This makes me sad. From the exchange of letters between CalPoly and Harris Ranch, Harris Ranch closes its letter with this:
Dr. Baker we still harbor significant concerns about the direction of the College of Agriculture at Cal Poly. And while we appreciate the last minute changes to the upcoming Pollan event, we believe this matter to be indicative of the disconnect that in our opinion currently exists between College of Agriculture at Cal Poly and the agriculture community. We challenge you to convince us otherwise. Finally, we hope you – and especially Dean Wehner – understand this Pollan issue is bigger than the executives at Harris ranch… it’s bigger than Cal Poly alumni involved in the animal production industry. This whole mess is having a profound impact not just on Cal Poly, but rather, on Ag schools across this great nation. We believe this is a wakeup call to those in academia. [my emphasis]
I went to CalPoly SLO. Took ag classes while I was there. Perhaps it has changed in the years since, but I tell you what. There is no disconnect between CalPoly academia and the agriculture community. There were two types of people in my classes, the sons of growers who were going back to the farm to become foremen and the sons of pickers. (No, not many daughters.) We went on multi-day field trips to my classmates’ farms. One of my classmates had never eaten store-bought meat until he got to college. (He thought it tasted awful.) Another one of my classmates was designing an industrial-sized carrot peeler for his dad’s farm, to better salvage and market carrots. Four years later I saw my first bag of “baby carrots” in a store. My classmates wore Wranglers with no ironic calculation. I once walked behind a pair of them who were strolling and talking; one was casually lassoing and releasing the other’s foot, in stride and in pace. The ag colleges at CalPoly are teaching ag kids.
The distance between CalPoly ag academia and the larger ag community is one personal phone call. That’s on the peer-to-peer professional level that the CalPoly dean describes in his letter. But it is also on the parent-child level. The ag community is as close to CalPoly ag academia as they are to their children; reports on lectures and teachings come out of classrooms and local knowledge about what is happening in the Valleys flow back in.
Which is why that last paragraph made me sad. He is right about the disconnect, but that gap isn’t between ag academia and the ag community. The disconnect he’s feeling is of conventional agriculture community losing their children. The next generation doesn’t want to farm like them anymore. I’ve eavesdropped on several conversations of growers and other ag professionals wondering who will replace them. They say that their kids laugh at the idea.

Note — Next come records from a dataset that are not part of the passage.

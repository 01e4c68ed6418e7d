use std::fmt;

use chrono::{DateTime, Utc};
use serde::{Deserialize, Serialize};

use crate::domain::post::PostId;
use crate::types::NonBlank;

#[derive(Debug, Clone, Copy, PartialEq, Eq, PartialOrd, Ord, Hash, Serialize, Deserialize)]
#[serde(transparent)]
pub struct CommentId(i64);

impl CommentId {
    pub const fn new(value: i64) -> Self {
        CommentId(value)
    }

    pub const fn get(self) -> i64 {
        self.0
    }
}

impl fmt::Display for CommentId {
    fn fmt(&self, f: &mut fmt::Formatter<'_>) -> fmt::Result {
        write!(f, "{}", self.0)
    }
}

/// A comment on a post. `parent_id` is `None` for top-level comments and is
/// fixed at creation, so the reply relation can never form a cycle.
#[derive(Debug, Clone, PartialEq, Eq, Serialize)]
#[serde(rename_all = "camelCase")]
pub struct Comment {
    pub id: CommentId,
    pub post_id: PostId,
    pub parent_id: Option<CommentId>,
    pub content: String,
    pub author: String,
    pub created_at: DateTime<Utc>,
}

impl Comment {
    pub fn is_top_level(&self) -> bool {
        self.parent_id.is_none()
    }
}

#[derive(Debug, Clone)]
pub struct NewComment {
    pub post_id: PostId,
    pub parent_id: Option<CommentId>,
    pub content: NonBlank,
    pub author: String,
}
use std::collections::BTreeMap;
use std::sync::Arc;

use chrono::Utc;
use tokio::sync::{Mutex, OwnedMutexGuard};

use super::{BoardRepository, BoardStore, StoreError, StoreResult};
use crate::domain::{Comment, CommentId, NewComment, NewPost, Post, PostId};

#[derive(Debug, Default)]
struct MemoryState {
    posts: BTreeMap<PostId, Post>,
    comments: BTreeMap<CommentId, Comment>,
    last_post_id: i64,
    last_comment_id: i64,
}

/// Process-local store. Units of work hold the state lock for their whole
/// lifetime, so they run one at a time.
#[derive(Debug, Clone, Default)]
pub struct MemoryBoardRepository {
    state: Arc<Mutex<MemoryState>>,
}

impl MemoryBoardRepository {
    pub fn new() -> Self {
        Self::default()
    }
}

/// Inverse of one write, replayed newest first when a unit of work is dropped
/// without committing.
#[derive(Debug)]
enum Undo {
    RemovePost(PostId),
    RestorePost(Post),
    RemoveComment(CommentId),
    RestoreComment(Comment),
}

/// Writes go straight to the locked state; the undo log is what makes them
/// revocable.
pub struct MemoryBoardStore {
    guard: OwnedMutexGuard<MemoryState>,
    undo: Vec<Undo>,
    ids_at_begin: (i64, i64),
}

impl BoardRepository for MemoryBoardRepository {
    type Store = MemoryBoardStore;

    async fn begin(&self) -> StoreResult<MemoryBoardStore> {
        let guard = Arc::clone(&self.state).lock_owned().await;
        let ids_at_begin = (guard.last_post_id, guard.last_comment_id);
        Ok(MemoryBoardStore {
            guard,
            undo: Vec::new(),
            ids_at_begin,
        })
    }

    fn backend_name(&self) -> &'static str {
        "memory"
    }
}

impl MemoryBoardStore {
    fn rollback(&mut self) {
        let state = &mut *self.guard;
        while let Some(step) = self.undo.pop() {
            match step {
                Undo::RemovePost(id) => {
                    state.posts.remove(&id);
                }
                Undo::RestorePost(post) => {
                    state.posts.insert(post.id, post);
                }
                Undo::RemoveComment(id) => {
                    state.comments.remove(&id);
                }
                Undo::RestoreComment(comment) => {
                    state.comments.insert(comment.id, comment);
                }
            }
        }
        (state.last_post_id, state.last_comment_id) = self.ids_at_begin;
    }
}

impl Drop for MemoryBoardStore {
    fn drop(&mut self) {
        if !self.undo.is_empty() {
            self.rollback();
        }
    }
}

impl BoardStore for MemoryBoardStore {
    async fn insert_post(&mut self, post: NewPost) -> StoreResult<Post> {
        self.guard.last_post_id += 1;
        let id = PostId::new(self.guard.last_post_id);
        let now = Utc::now();
        let record = Post {
            id,
            title: post.title.into_inner(),
            content: post.content.into_inner(),
            author: post.author,
            created_at: now,
            updated_at: now,
        };
        self.guard.posts.insert(id, record.clone());
        self.undo.push(Undo::RemovePost(id));
        Ok(record)
    }

    async fn update_post(&mut self, post: &Post) -> StoreResult<Post> {
        let stored = self
            .guard
            .posts
            .get_mut(&post.id)
            .ok_or_else(|| StoreError::Integrity(format!("post {} does not exist", post.id)))?;
        let previous = stored.clone();
        stored.title = post.title.clone();
        stored.content = post.content.clone();
        stored.updated_at = Utc::now();
        let updated = stored.clone();
        self.undo.push(Undo::RestorePost(previous));
        Ok(updated)
    }

    async fn find_post(&mut self, id: PostId) -> StoreResult<Option<Post>> {
        Ok(self.guard.posts.get(&id).cloned())
    }

    async fn post_exists(&mut self, id: PostId) -> StoreResult<bool> {
        Ok(self.guard.posts.contains_key(&id))
    }

    async fn delete_post(&mut self, id: PostId) -> StoreResult<()> {
        if self.guard.comments.values().any(|c| c.post_id == id) {
            return Err(StoreError::Integrity(format!(
                "post {id} still has comments"
            )));
        }
        if let Some(removed) = self.guard.posts.remove(&id) {
            self.undo.push(Undo::RestorePost(removed));
        }
        Ok(())
    }

    async fn list_posts(&mut self) -> StoreResult<Vec<Post>> {
        Ok(self.guard.posts.values().cloned().collect())
    }

    async fn insert_comment(&mut self, comment: NewComment) -> StoreResult<Comment> {
        if !self.guard.posts.contains_key(&comment.post_id) {
            return Err(StoreError::Integrity(format!(
                "post {} does not exist",
                comment.post_id
            )));
        }
        if let Some(parent_id) = comment.parent_id {
            if !self.guard.comments.contains_key(&parent_id) {
                return Err(StoreError::Integrity(format!(
                    "parent comment {parent_id} does not exist"
                )));
            }
        }
        self.guard.last_comment_id += 1;
        let id = CommentId::new(self.guard.last_comment_id);
        let record = Comment {
            id,
            post_id: comment.post_id,
            parent_id: comment.parent_id,
            content: comment.content.into_inner(),
            author: comment.author,
            created_at: Utc::now(),
        };
        self.guard.comments.insert(id, record.clone());
        self.undo.push(Undo::RemoveComment(id));
        Ok(record)
    }

    async fn find_comment(&mut self, id: CommentId) -> StoreResult<Option<Comment>> {
        Ok(self.guard.comments.get(&id).cloned())
    }

    async fn delete_comment(&mut self, id: CommentId) -> StoreResult<()> {
        if self
            .guard
            .comments
            .values()
            .any(|c| c.parent_id == Some(id))
        {
            return Err(StoreError::Integrity(format!(
                "comment {id} still has replies"
            )));
        }
        if let Some(removed) = self.guard.comments.remove(&id) {
            self.undo.push(Undo::RestoreComment(removed));
        }
        Ok(())
    }

    async fn find_top_level_comments(&mut self, post_id: PostId) -> StoreResult<Vec<Comment>> {
        Ok(self
            .guard
            .comments
            .values()
            .filter(|c| c.post_id == post_id && c.parent_id.is_none())
            .cloned()
            .collect())
    }

    async fn find_replies(&mut self, parent_id: CommentId) -> StoreResult<Vec<Comment>> {
        Ok(self
            .guard
            .comments
            .values()
            .filter(|c| c.parent_id == Some(parent_id))
            .cloned()
            .collect())
    }

    async fn commit(mut self) -> StoreResult<()> {
        self.undo.clear();
        self.ids_at_begin = (self.guard.last_post_id, self.guard.last_comment_id);
        Ok(())
    }
}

I can’t help but feel for the old generation. They achieved a lot! They made agriculture SO EFFICIENT. They lived better through chemistry. They seized the promise of the Green Revolution. They turned production into a science. They ran on the crappy efficiency/land consolidation/overproduction treadmill, and if they’re still standing, they were the best and hardest working. They built the system they live in everyday, understanding its reasons and being reassured by its familiarity. The good people, the hardworking people like them, live around them and accept the life. Why wouldn’t their children want it? Why would their children want to go to a talk by the man who is undermining the ag life they all know?
This poor guy. He probably does want CalPoly to go back to Before All This Sustainability Crap. But the urgency for him and his friends isn’t whether their beloved college hosts a lecturer. That is a symptom of the problem, which is that the kids would listen to Pollan in the first place. He’s right. It is infecting ag colleges everywhere. The real cause of the emotion and urgency is that their kids are leaving their way of life, which coincides with going to college. Even if their kids do (against very hard start-up barriers) find a way to farm, they may well farm like dirty hippies, which is Not The Same. I want the end of big ag in the Valleys as much as anyone does. But I still see why that ending is painful for the people who thought they were doing right when spent their lives turning farms into factories.
My personal take on the CalPoly/Harris Ranch/Pollan dust-up? I think everyone has behaved well. I think it is perfectly reasonable for Harris Ranch to say that they don’t want to give half-a-million dollars to a school that hosts lectures saying that what Harris Ranch does is wrong. I have no problem with the Pollan lecture being expanded to host a panel afterwards. CalPoly didn’t disinvite Pollan and doesn’t seem to be punishing out Prof. Rutherford. Seems to me that all sides are standing on legitimate ground.